Return the lines below that contain "Ghost".

[Dataset entries]
++++++

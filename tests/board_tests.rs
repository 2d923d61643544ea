use std::sync::Arc;

use broadside::{
    column_label, AttackResult, BoardError, CellState, Coord, FixedPlacement, GameBoard,
    GameStatus, MessageLog, Orientation, Placement, RandomPlacement, ShipType, DEFAULT_COLUMNS,
    DEFAULT_ROWS, MAX_COLUMNS, NUM_SHIPS,
};

fn destroyer_board() -> GameBoard {
    let fleet = [ShipType::new("Destroyer", 2)];
    let policy = FixedPlacement::new(vec![Placement::new(0, 0, Orientation::Horizontal)]);
    GameBoard::with_fleet(DEFAULT_ROWS, DEFAULT_COLUMNS, &fleet, Box::new(policy)).unwrap()
}

#[test]
fn test_input_validation() {
    let board = GameBoard::new(7, 7, Box::new(RandomPlacement::from_seed(1))).unwrap();
    assert!(board.validate_input("A1"));
    assert_eq!(board.parse_input("A1"), Some(Coord::new(0, 0)));
    assert_eq!(board.parse_input("G7"), Some(Coord::new(6, 6)));
    assert!(!board.validate_input("H1"));
    assert!(!board.validate_input("A8"));
    assert!(!board.validate_input("A0"));
    assert!(!board.validate_input("1A"));
    assert!(!board.validate_input(""));
    assert!(!board.validate_input("A"));
    assert!(!board.validate_input("A100"));
    assert!(!board.validate_input("A+1"));
    assert!(!board.validate_input("A 1"));
    assert_eq!(board.parse_input("a1"), Some(Coord::new(0, 0)));
    // validation never needs a grid
    assert!(!board.is_initialized());
}

#[test]
fn test_two_digit_rows_on_larger_board() {
    let board = GameBoard::new(12, 12, Box::new(RandomPlacement::from_seed(1))).unwrap();
    assert_eq!(board.parse_input("L12"), Some(Coord::new(11, 11)));
    assert_eq!(board.parse_input("B10"), Some(Coord::new(9, 1)));
    assert!(!board.validate_input("B13"));
}

#[test]
fn test_sink_single_ship_end_to_end() {
    let mut board = destroyer_board();
    let log = Arc::new(MessageLog::new());
    board.initialize();
    board.register(log.clone());
    board.place_ships().unwrap();
    assert_eq!(board.status(), GameStatus::InProgress);

    assert_eq!(board.attack_input("A1").unwrap(), AttackResult::Hit);
    assert_eq!(board.fleet()[0].remaining(), 1);
    assert!(!board.fleet()[0].is_sunk());
    assert_eq!(board.ships_sunk(), 0);
    assert!(log.messages().is_empty());
    assert!(!board.is_game_over());

    assert_eq!(board.attack_input("B1").unwrap(), AttackResult::Sink("Destroyer"));
    assert_eq!(board.fleet()[0].remaining(), 0);
    assert!(board.fleet()[0].is_sunk());
    assert_eq!(board.ships_sunk(), 1);
    assert_eq!(log.messages(), vec!["You sank the Destroyer!".to_string()]);
    assert!(board.is_game_over());
    assert_eq!(board.status(), GameStatus::Over);
}

#[test]
fn test_repeat_attack_changes_nothing() {
    let mut board = destroyer_board();
    board.initialize();
    board.place_ships().unwrap();

    assert_eq!(board.attack(Coord::new(0, 0)).unwrap(), AttackResult::Hit);
    assert_eq!(board.attack(Coord::new(0, 0)).unwrap(), AttackResult::Repeat);
    assert!(!AttackResult::Repeat.is_hit());
    assert_eq!(board.fleet()[0].remaining(), 1);
    assert_eq!(board.attack_count(), 1);

    assert_eq!(board.attack(Coord::new(3, 3)).unwrap(), AttackResult::Miss);
    assert_eq!(board.attack(Coord::new(3, 3)).unwrap(), AttackResult::Repeat);
    assert_eq!(board.attack_count(), 2);
}

#[test]
fn test_miss_marks_cell() {
    let mut board = destroyer_board();
    board.initialize();
    board.place_ships().unwrap();
    let at = Coord::new(4, 2);
    assert_eq!(board.cell(at).unwrap().state(), CellState::Unknown);
    assert_eq!(board.attack(at).unwrap(), AttackResult::Miss);
    assert_eq!(board.cell(at).unwrap().state(), CellState::HitEmpty);
    assert_eq!(board.cell(Coord::new(0, 1)).unwrap().state(), CellState::Unknown);
}

#[test]
fn test_render_markers() {
    let mut board = destroyer_board();
    board.initialize();
    board.place_ships().unwrap();
    board.attack_input("A1").unwrap();
    board.attack_input("C1").unwrap();

    let expected = "    A B C D E F G\n 1  X - O - - - -\n 2  - - - - - - -\n 3  - - - - - - -\n 4  - - - - - - -\n 5  - - - - - - -\n 6  - - - - - - -\n 7  - - - - - - -\n";
    assert_eq!(board.render(), expected);
    assert_eq!(board.to_string(), expected);
}

#[test]
fn test_render_hides_unhit_ships() {
    let mut board = destroyer_board();
    board.initialize();
    board.place_ships().unwrap();
    assert!(board.render().lines().skip(1).all(|line| !line.contains('X')));
}

#[test]
fn test_operations_require_initialize() {
    let mut board = destroyer_board();
    assert_eq!(board.status(), GameStatus::Setup);
    assert_eq!(board.place_ships().unwrap_err(), BoardError::NotInitialized);
    assert_eq!(
        board.attack(Coord::new(0, 0)).unwrap_err(),
        BoardError::NotInitialized
    );
}

#[test]
fn test_attack_before_placement_rejected() {
    let mut board = destroyer_board();
    board.initialize();
    assert_eq!(board.status(), GameStatus::Setup);
    assert_eq!(
        board.attack(Coord::new(0, 0)).unwrap_err(),
        BoardError::ShipsNotPlaced
    );
    assert_eq!(board.attack_input("B1").unwrap_err(), BoardError::ShipsNotPlaced);
    // the rejected attacks left no trace on the grid
    assert_eq!(board.attack_count(), 0);
    assert_eq!(board.cell(Coord::new(0, 0)).unwrap().state(), CellState::Unknown);

    board.place_ships().unwrap();
    assert_eq!(board.attack_input("B1").unwrap(), AttackResult::Hit);
    assert_eq!(board.attack_input("A1").unwrap(), AttackResult::Sink("Destroyer"));
    assert!(board.is_game_over());
    assert_eq!(board.attack_count(), 2);
}

#[test]
fn test_column_limit() {
    assert_eq!(MAX_COLUMNS, 26);
    assert_eq!(column_label(0), 'A');
    assert_eq!(column_label(MAX_COLUMNS - 1), 'Z');

    let mut widest = GameBoard::new(7, 26, Box::new(RandomPlacement::from_seed(1))).unwrap();
    assert_eq!(widest.parse_input("Z7"), Some(Coord::new(6, 25)));
    widest.initialize();
    let rendered = widest.render();
    let header = rendered.lines().next().unwrap();
    assert!(header.ends_with(" Y Z"));
    assert!(!header.contains('?'));

    let err = GameBoard::new(7, 27, Box::new(RandomPlacement::from_seed(1))).unwrap_err();
    assert_eq!(err, BoardError::TooManyColumns { rows: 7, columns: 27 });

    let fleet = [ShipType::new("Destroyer", 2)];
    let err = GameBoard::with_fleet(7, 27, &fleet, Box::new(FixedPlacement::default())).unwrap_err();
    assert_eq!(err, BoardError::TooManyColumns { rows: 7, columns: 27 });
}

#[test]
fn test_attack_input_rejects_bad_text() {
    let mut board = destroyer_board();
    board.initialize();
    board.place_ships().unwrap();
    assert_eq!(board.attack_input("Z9").unwrap_err(), BoardError::InvalidCoordinate);
    assert_eq!(
        board.attack(Coord::new(7, 0)).unwrap_err(),
        BoardError::InvalidCoordinate
    );
    assert_eq!(board.attack_count(), 0);
}

#[test]
fn test_place_twice_rejected() {
    let mut board = GameBoard::new(7, 7, Box::new(RandomPlacement::from_seed(3))).unwrap();
    board.initialize();
    board.place_ships().unwrap();
    assert_eq!(board.place_ships().unwrap_err(), BoardError::ShipsAlreadyPlaced);
}

#[test]
fn test_reinitialize_keeps_fleet() {
    let mut board = destroyer_board();
    board.initialize();
    board.place_ships().unwrap();
    board.attack_input("A1").unwrap();
    board.attack_input("B1").unwrap();
    assert_eq!(board.ships_sunk(), 1);

    board.initialize();
    assert_eq!(board.status(), GameStatus::Setup);
    assert_eq!(board.cell(Coord::new(0, 0)).unwrap().state(), CellState::Unknown);
    // the fleet and sunk count carry over to the new grid
    assert_eq!(board.ships_sunk(), 1);
    assert!(board.fleet()[0].is_sunk());
    board.place_ships().unwrap();
    assert!(board.is_game_over());
}

#[test]
fn test_fixed_placement_errors() {
    let fleet = [ShipType::new("Cruiser", 3), ShipType::new("Destroyer", 2)];

    let overlap = FixedPlacement::new(vec![
        Placement::new(1, 1, Orientation::Horizontal),
        Placement::new(0, 2, Orientation::Vertical),
    ]);
    let mut board = GameBoard::with_fleet(7, 7, &fleet, Box::new(overlap)).unwrap();
    board.initialize();
    assert_eq!(
        board.place_ships().unwrap_err(),
        BoardError::ShipOverlaps { row: 1, col: 2 }
    );
    // nothing of the failed layout is left behind
    assert!(board
        .grid()
        .unwrap()
        .iter()
        .all(|(_, cell)| cell.occupant().is_none()));

    let off_edge = FixedPlacement::new(vec![
        Placement::new(0, 5, Orientation::Horizontal),
        Placement::new(3, 3, Orientation::Vertical),
    ]);
    let mut board = GameBoard::with_fleet(7, 7, &fleet, Box::new(off_edge)).unwrap();
    board.initialize();
    assert_eq!(
        board.place_ships().unwrap_err(),
        BoardError::OutOfBounds { row: 0, col: 5 }
    );

    let short = FixedPlacement::new(vec![Placement::new(0, 0, Orientation::Vertical)]);
    let mut board = GameBoard::with_fleet(7, 7, &fleet, Box::new(short)).unwrap();
    board.initialize();
    assert_eq!(
        board.place_ships().unwrap_err(),
        BoardError::MissingPlacement("Destroyer")
    );
}

#[test]
fn test_adjacent_ships_allowed() {
    let fleet = [ShipType::new("Cruiser", 3), ShipType::new("Destroyer", 2)];
    let policy = FixedPlacement::new(vec![
        Placement::new(0, 0, Orientation::Horizontal),
        Placement::new(1, 0, Orientation::Horizontal),
    ]);
    let mut board = GameBoard::with_fleet(7, 7, &fleet, Box::new(policy)).unwrap();
    board.initialize();
    board.place_ships().unwrap();
    assert_eq!(board.ships_remaining(), 2);
}

#[test]
fn test_zero_length_ship_rejected() {
    let fleet = [ShipType::new("Ghost", 0)];
    let err = GameBoard::with_fleet(7, 7, &fleet, Box::new(FixedPlacement::default())).unwrap_err();
    assert_eq!(err, BoardError::InvalidShipLength("Ghost"));
}

#[test]
fn test_standard_game_can_be_finished() {
    let mut board = GameBoard::new(7, 7, Box::new(RandomPlacement::from_seed(42))).unwrap();
    board.initialize();
    board.place_ships().unwrap();
    assert_eq!(board.fleet().len(), NUM_SHIPS);

    let mut sinks = 0;
    for r in 0..7 {
        for c in 0..7 {
            if let AttackResult::Sink(_) = board.attack(Coord::new(r, c)).unwrap() {
                sinks += 1;
            }
        }
    }
    assert_eq!(sinks, NUM_SHIPS);
    assert!(board.is_game_over());
    assert_eq!(board.ships_remaining(), 0);
    assert_eq!(board.attack_count(), 49);
}

#[test]
fn test_error_display() {
    assert_eq!(BoardError::InvalidCoordinate.to_string(), "Invalid coordinate");
    assert_eq!(
        BoardError::AlreadyConfigured { rows: 7, columns: 7 }.to_string(),
        "Board already exists with size 7x7"
    );
    assert_eq!(
        BoardError::ShipsNotPlaced.to_string(),
        "Ships have not been placed yet"
    );
}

++++++

OUTPUT FOR THIS TASK:
    let fleet = [ShipType::new("Ghost", 0)];
    assert_eq!(err, BoardError::InvalidShipLength("Ghost"));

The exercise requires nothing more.